**Extracted records:**
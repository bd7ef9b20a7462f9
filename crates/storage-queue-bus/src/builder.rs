//! Fluent, staged configuration of a storage queue endpoint.
//!
//! Each stage is its own type and only offers the calls valid at that
//! point, so an endpoint cannot be named twice or built before it has
//! credentials and a codec:
//!
//! ```text
//! ServiceNameStage --named--> CredentialsStage --with_*--> MessageConfigStage
//!     --serialized_with--> EndpointStage --as_client / as_server--> registry
//! ```
//!
//! Every call that takes input validates it immediately and returns a
//! [`ConfigurationError`] on failure.

use crate::bus::{EndpointRegistry, EndpointRole};
use crate::category::{MessageCategory, MessageTaxonomy};
use crate::codec::{MessageDeserializerFactory, MessageSerializer};
use crate::error::ConfigurationError;
use crate::provider::{ProviderParts, StorageQueueEndpointProvider};
use crate::scheduler::{PollScheduler, TokioScheduler};
use crate::source::SourceSettings;
use std::collections::HashMap;
use std::fmt;
use std::marker::PhantomData;
use std::sync::Arc;
use storage_queue::{
    CredentialsError, QueueClient, QueueRequestOptions, StorageAccount, StorageCredentials,
};
use tracing::{debug, info};

#[cfg(test)]
#[path = "builder_tests.rs"]
mod tests;

/// Adds storage queue endpoints to any endpoint registry
pub trait StorageQueueEndpointExt<T: MessageTaxonomy>: EndpointRegistry<T> + Sized {
    /// Start configuring a storage queue endpoint on this registry
    fn with_storage_queue_endpoint(self) -> ServiceNameStage<T, Self> {
        ServiceNameStage::new(self)
    }
}

impl<T: MessageTaxonomy, R: EndpointRegistry<T>> StorageQueueEndpointExt<T> for R {}

// ============================================================================
// Service Name
// ============================================================================

/// First stage: the endpoint has no name yet
pub struct ServiceNameStage<T, R> {
    registry: R,
    _taxonomy: PhantomData<fn() -> T>,
}

impl<T: MessageTaxonomy, R: EndpointRegistry<T>> ServiceNameStage<T, R> {
    pub fn new(registry: R) -> Self {
        Self {
            registry,
            _taxonomy: PhantomData,
        }
    }

    /// Name the service; the name is the prefix of every synthesized queue name
    ///
    /// # Errors
    ///
    /// `InvalidServiceName` when the name is empty or blank.
    pub fn named(self, service_name: &str) -> Result<CredentialsStage<T, R>, ConfigurationError> {
        if service_name.trim().is_empty() {
            return Err(ConfigurationError::InvalidServiceName {
                name: service_name.to_string(),
            });
        }

        Ok(CredentialsStage {
            registry: self.registry,
            service_name: service_name.to_string(),
            _taxonomy: PhantomData,
        })
    }
}

// ============================================================================
// Credentials
// ============================================================================

/// Second stage: named, waiting for credentials
///
/// All five entry points end up as one queue client.
pub struct CredentialsStage<T, R> {
    registry: R,
    service_name: String,
    _taxonomy: PhantomData<fn() -> T>,
}

impl<T: MessageTaxonomy, R: EndpointRegistry<T>> CredentialsStage<T, R> {
    pub fn service_name(&self) -> &str {
        &self.service_name
    }

    /// Authenticate with an account name and base64 account key over HTTPS
    pub fn with_account_credentials(
        self,
        account_name: &str,
        account_key: &str,
    ) -> Result<MessageConfigStage<T, R>, ConfigurationError> {
        let credentials = StorageCredentials::shared_key(account_name, account_key)?;
        self.with_storage_credentials(credentials, true)
    }

    /// Authenticate with a storage connection string
    ///
    /// Any parse failure is reported as `InvalidCredentialsConfiguration`.
    pub fn with_connection_string(
        self,
        connection_string: &str,
    ) -> Result<MessageConfigStage<T, R>, ConfigurationError> {
        let account = StorageAccount::parse(connection_string)?;
        self.with_storage_account(account)
    }

    /// Authenticate with prebuilt credentials
    pub fn with_storage_credentials(
        self,
        credentials: StorageCredentials,
        use_https: bool,
    ) -> Result<MessageConfigStage<T, R>, ConfigurationError> {
        let account = StorageAccount::new(credentials, use_https)?;
        self.with_storage_account(account)
    }

    /// Authenticate with a prebuilt account
    pub fn with_storage_account(
        self,
        account: StorageAccount,
    ) -> Result<MessageConfigStage<T, R>, ConfigurationError> {
        let client = account.create_queue_client()?;
        self.with_cloud_client(client)
    }

    /// Use an existing queue client as is
    pub fn with_cloud_client(
        self,
        client: Arc<dyn QueueClient>,
    ) -> Result<MessageConfigStage<T, R>, ConfigurationError> {
        if client.account_name().is_empty() {
            return Err(CredentialsError::MissingAccountName.into());
        }

        debug!(
            service = %self.service_name,
            account = %client.account_name(),
            provider = %client.provider_type().name(),
            "Queue client configured"
        );

        Ok(MessageConfigStage {
            registry: self.registry,
            draft: EndpointDraft::new(self.service_name, client),
            _taxonomy: PhantomData,
        })
    }
}

// ============================================================================
// Message Configuration
// ============================================================================

/// Configuration collected once credentials are known
struct EndpointDraft {
    service_name: String,
    client: Arc<dyn QueueClient>,
    default_queue: Option<String>,
    default_options: Option<QueueRequestOptions>,
    bindings: HashMap<MessageCategory, (String, Option<QueueRequestOptions>)>,
    source_settings: SourceSettings,
    scheduler: Arc<dyn PollScheduler>,
}

impl EndpointDraft {
    fn new(service_name: String, client: Arc<dyn QueueClient>) -> Self {
        Self {
            service_name,
            client,
            default_queue: None,
            default_options: None,
            bindings: HashMap::new(),
            source_settings: SourceSettings::default(),
            scheduler: Arc::new(TokioScheduler),
        }
    }
}

/// Third stage: credentials are set; queues, polling and codec come next
pub struct MessageConfigStage<T, R> {
    registry: R,
    draft: EndpointDraft,
    _taxonomy: PhantomData<fn() -> T>,
}

impl<T: MessageTaxonomy, R: EndpointRegistry<T>> MessageConfigStage<T, R> {
    /// Set the fallback queue and the fallback transport options
    ///
    /// The options apply to every category bound afterwards without options
    /// of its own, and to every category left unbound.
    pub fn with_default_config(
        mut self,
        queue_name: &str,
        options: Option<QueueRequestOptions>,
    ) -> Result<Self, ConfigurationError> {
        if queue_name.trim().is_empty() {
            return Err(ConfigurationError::invalid_argument(
                "queue_name",
                "default queue name must not be empty",
            ));
        }

        self.draft.default_queue = Some(queue_name.to_string());
        self.draft.default_options = options;
        Ok(self)
    }

    /// Bind `category` to an explicit queue
    ///
    /// Without `options` the binding takes the default options as they are
    /// right now; a later `with_default_config` does not change it.
    pub fn with_queue(
        mut self,
        category: MessageCategory,
        queue_name: &str,
        options: Option<QueueRequestOptions>,
    ) -> Result<Self, ConfigurationError> {
        if queue_name.trim().is_empty() {
            return Err(ConfigurationError::invalid_argument(
                "queue_name",
                format!("{} queue name must not be empty", category),
            ));
        }

        let options = options.or_else(|| self.draft.default_options.clone());
        self.draft
            .bindings
            .insert(category, (queue_name.to_string(), options));
        Ok(self)
    }

    pub fn with_command_queue(
        self,
        queue_name: &str,
        options: Option<QueueRequestOptions>,
    ) -> Result<Self, ConfigurationError> {
        self.with_queue(MessageCategory::Command, queue_name, options)
    }

    pub fn with_event_queue(
        self,
        queue_name: &str,
        options: Option<QueueRequestOptions>,
    ) -> Result<Self, ConfigurationError> {
        self.with_queue(MessageCategory::Event, queue_name, options)
    }

    pub fn with_request_queue(
        self,
        queue_name: &str,
        options: Option<QueueRequestOptions>,
    ) -> Result<Self, ConfigurationError> {
        self.with_queue(MessageCategory::Request, queue_name, options)
    }

    pub fn with_response_queue(
        self,
        queue_name: &str,
        options: Option<QueueRequestOptions>,
    ) -> Result<Self, ConfigurationError> {
        self.with_queue(MessageCategory::Response, queue_name, options)
    }

    /// Polling behavior for every source the endpoint creates
    pub fn with_source_settings(mut self, settings: SourceSettings) -> Result<Self, ConfigurationError> {
        settings.validate()?;
        self.draft.source_settings = settings;
        Ok(self)
    }

    /// Tick source for every source the endpoint creates
    pub fn with_scheduler(mut self, scheduler: Arc<dyn PollScheduler>) -> Self {
        self.draft.scheduler = scheduler;
        self
    }

    /// Set the codec; the endpoint can be built afterwards
    pub fn serialized_with<S, D>(self, serializer: S, deserializers: D) -> EndpointStage<T, R, S, D>
    where
        S: MessageSerializer,
        D: MessageDeserializerFactory,
    {
        EndpointStage {
            registry: self.registry,
            draft: self.draft,
            serializer: Arc::new(serializer),
            deserializers: Arc::new(deserializers),
            _taxonomy: PhantomData,
        }
    }
}

// ============================================================================
// Endpoint
// ============================================================================

/// Final stage: everything required is present
pub struct EndpointStage<T, R, S, D> {
    registry: R,
    draft: EndpointDraft,
    serializer: Arc<S>,
    deserializers: Arc<D>,
    _taxonomy: PhantomData<fn() -> T>,
}

impl<T, R, S, D> EndpointStage<T, R, S, D>
where
    T: MessageTaxonomy,
    R: EndpointRegistry<T>,
    S: MessageSerializer,
    D: MessageDeserializerFactory,
{
    /// Register the endpoint as a client of the service
    pub fn as_client(self) -> Result<R, ConfigurationError> {
        self.register(EndpointRole::Client)
    }

    /// Register the endpoint as the service itself
    pub fn as_server(self) -> Result<R, ConfigurationError> {
        self.register(EndpointRole::Server)
    }

    /// Register the endpoint as both sides
    pub fn as_client_and_server(self) -> Result<R, ConfigurationError> {
        self.register(EndpointRole::ClientAndServer)
    }

    /// Build the provider without registering it
    ///
    /// Returns the registry untouched alongside the provider.
    pub fn into_provider(
        self,
    ) -> Result<(R, StorageQueueEndpointProvider<T, S, D>), ConfigurationError> {
        let draft = self.draft;

        if draft.default_queue.is_none() && draft.bindings.is_empty() {
            return Err(ConfigurationError::ProviderConfiguration {
                reason: format!(
                    "endpoint '{}' has neither a default queue nor any queue binding",
                    draft.service_name
                ),
            });
        }

        let mut queue_names = HashMap::new();
        let mut options = HashMap::new();
        for category in MessageCategory::ALL {
            let bound_options = match draft.bindings.get(&category) {
                Some((name, bound)) => {
                    queue_names.insert(category, name.clone());
                    bound.clone()
                }
                None => draft.default_options.clone(),
            };
            if let Some(bound_options) = bound_options {
                options.insert(category, bound_options);
            }
        }

        let provider = StorageQueueEndpointProvider::from_parts(ProviderParts {
            service_name: draft.service_name,
            client: draft.client,
            queue_names,
            options,
            serializer: self.serializer,
            deserializers: self.deserializers,
            source_settings: draft.source_settings,
            scheduler: draft.scheduler,
        });

        // Fail here rather than on first use
        for category in MessageCategory::ALL {
            provider.resolve_queue_name(category)?;
        }

        Ok((self.registry, provider))
    }

    fn register(self, role: EndpointRole) -> Result<R, ConfigurationError> {
        let (mut registry, provider) = self.into_provider()?;

        info!(
            service = %provider.service_name(),
            role = ?role,
            "Storage queue endpoint registered"
        );
        registry.register(role, Arc::new(provider));
        Ok(registry)
    }
}

impl<T, R, S, D> fmt::Debug for EndpointStage<T, R, S, D> {
    fn fmt(&self, f: &mut fmt::Formatter<'_>) -> fmt::Result {
        f.debug_struct("EndpointStage")
            .field("service_name", &self.draft.service_name)
            .field("account", &self.draft.client.account_name())
            .field("default_queue", &self.draft.default_queue)
            .field("source_settings", &self.draft.source_settings)
            .finish()
    }
}
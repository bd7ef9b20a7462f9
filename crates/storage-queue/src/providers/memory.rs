//! In-memory queue provider for testing and local development.
//!
//! Behaves like the storage queue service where consumers can observe it:
//! - queues must be created before use
//! - fetched messages stay invisible for the visibility timeout
//! - every fetch issues a new pop receipt; only the latest can delete
//! - dequeue counts grow with each delivery
//! - expired messages are dropped lazily
//!
//! Visibility and expiry use `tokio::time::Instant`, so tests running on a
//! paused clock control them through `tokio::time::advance`.

use crate::client::{validate_fetch, QueueClient, QueueHandle};
use crate::error::QueueError;
use crate::message::{MessageId, OutgoingMessage, PopReceipt, QueueMessage, QueueName, Timestamp};
use crate::provider::{ProviderType, QueueRequestOptions};
use async_trait::async_trait;
use bytes::Bytes;
use std::collections::{HashMap, VecDeque};
use std::sync::{Arc, Mutex, MutexGuard};
use std::time::Duration;
use tokio::time::Instant;

#[cfg(test)]
#[path = "memory_tests.rs"]
mod tests;

/// Visibility timeout applied when a fetch does not specify one
const DEFAULT_VISIBILITY_TIMEOUT: Duration = Duration::from_secs(30);

/// Time-to-live applied when a message does not specify one
const DEFAULT_TIME_TO_LIVE: Duration = Duration::from_secs(7 * 24 * 60 * 60);

// ============================================================================
// Internal Storage Structures
// ============================================================================

#[derive(Default)]
struct AccountStorage {
    queues: HashMap<QueueName, InMemoryQueue>,
}

#[derive(Default)]
struct InMemoryQueue {
    messages: VecDeque<StoredMessage>,
}

impl InMemoryQueue {
    fn purge_expired(&mut self, now: Instant) {
        self.messages.retain(|m| m.expires_at > now);
    }
}

struct StoredMessage {
    message_id: MessageId,
    body: Bytes,
    dequeue_count: u32,
    inserted_at: Timestamp,
    expires_at: Instant,
    expires_at_timestamp: Timestamp,
    visible_at: Instant,
    pop_receipt: Option<PopReceipt>,
}

// ============================================================================
// InMemoryQueueClient
// ============================================================================

/// Process-local queue client; clones share the same storage
#[derive(Clone)]
pub struct InMemoryQueueClient {
    account_name: String,
    storage: Arc<Mutex<AccountStorage>>,
}

impl InMemoryQueueClient {
    pub fn new(account_name: impl Into<String>) -> Self {
        Self {
            account_name: account_name.into(),
            storage: Arc::new(Mutex::new(AccountStorage::default())),
        }
    }

    /// Names of all queues created so far, sorted
    pub fn queue_names(&self) -> Vec<QueueName> {
        let storage = lock(&self.storage);
        let mut names: Vec<QueueName> = storage.queues.keys().cloned().collect();
        names.sort();
        names
    }
}

impl Default for InMemoryQueueClient {
    fn default() -> Self {
        Self::new("inmemory")
    }
}

impl QueueClient for InMemoryQueueClient {
    fn account_name(&self) -> &str {
        &self.account_name
    }

    fn provider_type(&self) -> ProviderType {
        ProviderType::InMemory
    }

    fn queue(&self, name: &QueueName) -> Arc<dyn QueueHandle> {
        Arc::new(InMemoryQueueHandle {
            name: name.clone(),
            storage: Arc::clone(&self.storage),
        })
    }
}

// ============================================================================
// InMemoryQueueHandle
// ============================================================================

/// Handle to one queue inside an [`InMemoryQueueClient`]
struct InMemoryQueueHandle {
    name: QueueName,
    storage: Arc<Mutex<AccountStorage>>,
}

impl InMemoryQueueHandle {
    fn with_queue<T>(
        &self,
        f: impl FnOnce(&mut InMemoryQueue) -> Result<T, QueueError>,
    ) -> Result<T, QueueError> {
        let mut storage = lock(&self.storage);
        let queue = storage
            .queues
            .get_mut(&self.name)
            .ok_or_else(|| QueueError::QueueNotFound {
                queue_name: self.name.to_string(),
            })?;
        queue.purge_expired(Instant::now());
        f(queue)
    }
}

#[async_trait]
impl QueueHandle for InMemoryQueueHandle {
    fn name(&self) -> &QueueName {
        &self.name
    }

    async fn create_if_not_exists(
        &self,
        _options: Option<&QueueRequestOptions>,
    ) -> Result<bool, QueueError> {
        let mut storage = lock(&self.storage);
        if storage.queues.contains_key(&self.name) {
            return Ok(false);
        }
        storage
            .queues
            .insert(self.name.clone(), InMemoryQueue::default());
        Ok(true)
    }

    async fn add_message(
        &self,
        message: OutgoingMessage,
        _options: Option<&QueueRequestOptions>,
    ) -> Result<(), QueueError> {
        let max_size = ProviderType::InMemory.max_message_size();
        let encoded_size = encoded_len(message.body.len());
        if encoded_size > max_size {
            return Err(QueueError::MessageTooLarge {
                size: encoded_size,
                max_size,
            });
        }

        let now = Instant::now();
        let inserted_at = Timestamp::now();
        let ttl = message.time_to_live.unwrap_or(DEFAULT_TIME_TO_LIVE);
        let delay = message.visibility_delay.unwrap_or(Duration::ZERO);

        self.with_queue(|queue| {
            queue.messages.push_back(StoredMessage {
                message_id: MessageId::new(),
                body: message.body,
                dequeue_count: 0,
                expires_at: now + ttl,
                expires_at_timestamp: inserted_at.after(ttl),
                inserted_at,
                visible_at: now + delay,
                pop_receipt: None,
            });
            Ok(())
        })
    }

    async fn get_messages(
        &self,
        max_messages: u32,
        visibility_timeout: Option<Duration>,
        _options: Option<&QueueRequestOptions>,
    ) -> Result<Vec<QueueMessage>, QueueError> {
        validate_fetch(ProviderType::InMemory, max_messages, visibility_timeout)?;
        let timeout = visibility_timeout.unwrap_or(DEFAULT_VISIBILITY_TIMEOUT);

        self.with_queue(|queue| {
            let now = Instant::now();
            let next_visible_at = Timestamp::now().after(timeout);

            let received = queue
                .messages
                .iter_mut()
                .filter(|m| m.visible_at <= now)
                .take(max_messages as usize)
                .map(|stored| {
                    let receipt = PopReceipt::generate();
                    stored.dequeue_count += 1;
                    stored.visible_at = now + timeout;
                    stored.pop_receipt = Some(receipt.clone());

                    QueueMessage {
                        message_id: stored.message_id.clone(),
                        pop_receipt: receipt,
                        body: stored.body.clone(),
                        dequeue_count: stored.dequeue_count,
                        inserted_at: stored.inserted_at.clone(),
                        expires_at: Some(stored.expires_at_timestamp.clone()),
                        next_visible_at: next_visible_at.clone(),
                    }
                })
                .collect();

            Ok(received)
        })
    }

    async fn delete_message(
        &self,
        message: &QueueMessage,
        _options: Option<&QueueRequestOptions>,
    ) -> Result<(), QueueError> {
        self.with_queue(|queue| {
            let position = queue
                .messages
                .iter()
                .position(|m| {
                    m.message_id == message.message_id
                        && m.pop_receipt.as_ref() == Some(&message.pop_receipt)
                })
                .ok_or_else(|| QueueError::MessageNotFound {
                    message_id: message.message_id.to_string(),
                })?;

            queue.messages.remove(position);
            Ok(())
        })
    }

    async fn approximate_message_count(
        &self,
        _options: Option<&QueueRequestOptions>,
    ) -> Result<u32, QueueError> {
        self.with_queue(|queue| Ok(u32::try_from(queue.messages.len()).unwrap_or(u32::MAX)))
    }
}

// A poisoned lock only means another test thread panicked mid-update; the
// queue contents are still structurally valid.
fn lock(storage: &Mutex<AccountStorage>) -> MutexGuard<'_, AccountStorage> {
    storage
        .lock()
        .unwrap_or_else(|poisoned| poisoned.into_inner())
}

/// Size of `raw_len` bytes once base64 encoded, as the service stores them
pub(crate) fn encoded_len(raw_len: usize) -> usize {
    raw_len.div_ceil(3) * 4
}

**What you have to do:** Among the entries above, find every line holding "Instant" and copy it.

**The completed task:**
//! Visibility and expiry use `tokio::time::Instant`, so tests running on a
use tokio::time::Instant;
    fn purge_expired(&mut self, now: Instant) {
    expires_at: Instant,
    visible_at: Instant,
        queue.purge_expired(Instant::now());
        let now = Instant::now();
            let now = Instant::now();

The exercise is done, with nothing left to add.